Exercise details
Go through the records underneath and count the lines that include the string "derive". Give nothing but the number.

Input for this task
______
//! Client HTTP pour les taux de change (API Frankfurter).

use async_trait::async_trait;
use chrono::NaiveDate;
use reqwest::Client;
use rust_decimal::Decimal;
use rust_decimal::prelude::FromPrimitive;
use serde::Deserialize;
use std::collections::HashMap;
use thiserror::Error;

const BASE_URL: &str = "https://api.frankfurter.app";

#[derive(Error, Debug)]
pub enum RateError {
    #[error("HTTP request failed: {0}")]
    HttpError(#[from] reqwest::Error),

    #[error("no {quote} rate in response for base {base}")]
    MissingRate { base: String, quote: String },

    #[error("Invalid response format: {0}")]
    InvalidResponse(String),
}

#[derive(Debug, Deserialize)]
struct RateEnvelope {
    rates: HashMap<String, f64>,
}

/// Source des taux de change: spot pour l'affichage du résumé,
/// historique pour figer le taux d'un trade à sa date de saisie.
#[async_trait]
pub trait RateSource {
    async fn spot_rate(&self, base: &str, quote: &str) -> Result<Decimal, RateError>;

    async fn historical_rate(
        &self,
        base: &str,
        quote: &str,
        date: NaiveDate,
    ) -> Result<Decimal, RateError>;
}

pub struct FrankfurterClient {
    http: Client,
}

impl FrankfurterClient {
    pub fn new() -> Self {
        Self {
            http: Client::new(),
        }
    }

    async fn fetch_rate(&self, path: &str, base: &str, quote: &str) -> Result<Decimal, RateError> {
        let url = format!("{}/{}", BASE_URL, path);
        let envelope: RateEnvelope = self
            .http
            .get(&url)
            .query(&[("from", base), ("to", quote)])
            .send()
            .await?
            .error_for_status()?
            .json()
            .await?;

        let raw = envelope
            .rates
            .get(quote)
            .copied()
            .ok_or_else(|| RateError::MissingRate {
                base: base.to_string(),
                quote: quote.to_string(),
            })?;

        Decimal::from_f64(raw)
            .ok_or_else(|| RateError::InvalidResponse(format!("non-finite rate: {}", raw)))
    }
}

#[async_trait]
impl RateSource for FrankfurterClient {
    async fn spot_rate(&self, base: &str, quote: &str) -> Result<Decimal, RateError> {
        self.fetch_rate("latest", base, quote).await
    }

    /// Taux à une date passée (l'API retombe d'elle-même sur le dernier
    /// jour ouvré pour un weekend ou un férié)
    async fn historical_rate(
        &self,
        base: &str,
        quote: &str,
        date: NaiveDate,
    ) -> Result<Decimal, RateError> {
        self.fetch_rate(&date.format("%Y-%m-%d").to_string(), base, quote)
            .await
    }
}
______
Task solution
2